PyWPS with R

The following shows how you can wrap R software with PyWPS.

Rpy2

There’s several R-to-python Python libraries but Rpy2 is probably the most well documented and most frequently used. As long as it is installed, a R library can be accessed with importr([package-name]). Since R base and utils are installed with rpy2 you can import them:

from rpy2.robjects.packages import importr
base = importr("base")
utils = importr("utils")

Then you can use functions from that package with package.function_name(). If the R function name has a period . it is replaced with an underscore _ in python.

base.all(True)
base.all_equal("hello","world") # all.equal() in R

You can execute any regular R code as a string passed to robjects.r()

from rpy2 import robjects
count = robjects.r("c(1,2,3)")
robjects.r("all(T)")

You can also access R functions with the syntax robjects.r["function.name"] if you want to avoid the import step.

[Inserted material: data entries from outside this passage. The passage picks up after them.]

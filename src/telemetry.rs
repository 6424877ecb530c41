use crate::config::LoggingSettings;
use thiserror::Error;
use tracing_subscriber::filter::ParseError;
use tracing_subscriber::EnvFilter;

/// Errors that can occur while installing the tracing subscriber
#[derive(Debug, Error)]
pub enum TelemetryError {
    #[error("invalid log level/filter '{value}': {source}")]
    EnvFilter { value: String, source: ParseError },

    #[error("telemetry error: {0}")]
    Subscriber(Box<dyn std::error::Error + Send + Sync>),
}

/// Build the log filter; `RUST_LOG` wins over the configured level
pub fn env_filter(settings: &LoggingSettings) -> Result<EnvFilter, TelemetryError> {
    match EnvFilter::try_from_default_env() {
        Ok(filter) => Ok(filter),
        Err(_) => EnvFilter::try_new(&settings.level).map_err(|source| TelemetryError::EnvFilter {
            value: settings.level.clone(),
            source,
        }),
    }
}

/// Install the global fmt subscriber
pub fn init(settings: &LoggingSettings) -> Result<(), TelemetryError> {
    let filter = env_filter(settings)?;

    let subscriber = tracing_subscriber::fmt()
        .with_env_filter(filter)
        .with_target(false)
        .with_level(true);

    let result = match settings.format.as_str() {
        "pretty" => subscriber.pretty().try_init(),
        "compact" => subscriber.compact().try_init(),
        _ => subscriber.try_init(),
    };

    result.map_err(TelemetryError::Subscriber)
}
use actix_cors::Cors;
use actix_web::{web, App, HttpServer, middleware};
use realty_match::config::Settings;
use realty_match::core::Matcher;
use realty_match::error::{handle_json_payload_error, handle_query_payload_error};
use realty_match::routes::{self, matches::AppState};
use realty_match::services::ListingCatalog;
use realty_match::telemetry;
use std::io::{Error, ErrorKind};
use tracing::{info, error};

#[actix_web::main]
async fn main() -> std::io::Result<()> {
    // Load .env file if present
    dotenv::dotenv().ok();

    let settings = Settings::load().map_err(|e| {
        eprintln!("Failed to load configuration: {}", e);
        Error::new(ErrorKind::InvalidInput, e)
    })?;

    telemetry::init(&settings.logging).map_err(|e| {
        eprintln!("Failed to initialize logging: {}", e);
        Error::new(ErrorKind::Other, e.to_string())
    })?;

    info!("Starting Realty Match service...");

    let catalog = ListingCatalog::load(&settings.catalog.path)
        .await
        .map_err(|e| {
            error!("Failed to load listing catalog: {}", e);
            Error::new(ErrorKind::NotFound, e)
        })?;

    if catalog.is_empty() {
        error!("Listing catalog {} is empty, every search will return no matches", settings.catalog.path);
    }

    let config = settings.scoring.match_config();
    let matcher = Matcher::new(config);

    info!("Matcher initialized with weights: {:?}", config.weights);
    info!("Matcher thresholds: {:?}", config.thresholds);

    let app_state = AppState {
        catalog,
        matcher,
        matching: settings.matching.clone(),
    };

    let host = settings.server.host.clone();
    let port = settings.server.port;
    let workers = settings.server.workers.unwrap_or(4);

    info!("Starting HTTP server on {}:{}", host, port);

    HttpServer::new(move || {
        let cors = Cors::permissive();

        App::new()
            .app_data(web::Data::new(app_state.clone()))
            .app_data(web::JsonConfig::default().error_handler(handle_json_payload_error))
            .app_data(web::QueryConfig::default().error_handler(handle_query_payload_error))
            .wrap(cors)
            .wrap(middleware::Logger::default())
            .wrap(middleware::Compress::default())
            .configure(routes::configure_routes)
    })
    .workers(workers)
    .bind((host, port))?
    .run()
    .await
}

robjects.r["save"](count, file=output_path)

Install another package with Rpy2 and use the functions form that package…

utils.install_packages("climdex.pcic")
climdex_pcic = importr("climdex.pcic")
climdex_pcic.climdex_gsl(climdexInput, gsl_mode)

I/O

Rpy2 handles R-to-python conversions of LITERAL_DATA_TYPES, but objects of other types may need to be stored in a RDS or Rdata file. RDS files and Rdata files are indistinguishable by mime type when read to the server so their handling has to be done elsewhere in the processes. You can see how it’s handled in PCIC’s quail. Read the file as a ComplexInput with format:

from pywps import ComplexInput, Format

ComplexInput(
   "r_file",
   "R data file",
   supported_formats=[Format("application/x-gzip", encoding="base64")],
)

… And if your output is an R object you can save that object to an RDS or Rdata file and return it with ComplexOutput:

from pywps import ComplexOutput

ComplexOutput(
  "r_output",
  "R output file",
  supported_formats=[Format("application/x-gzip", extension=".rda", encoding="base64")],
)

Installing Dependencies

You can write a simple script in R, bash, or Python to automate installation of R package dependencies. devtools::install_version() is used to pin versions in PCIC’s quail and chickadee. You can take a look at the R script here.

The script reads from a file similar to requirements.txt for Python dependencies:

r_requirements.txt:

PCICt==0.5.4.1
climdex.pcic==1.1.11

Dockerfile

To install Rpy2, R needs to be installed already. A good base image for R is rocker/r-ver and you can install Python on top of it. Check out the pcic/quail Dockerfile as an example.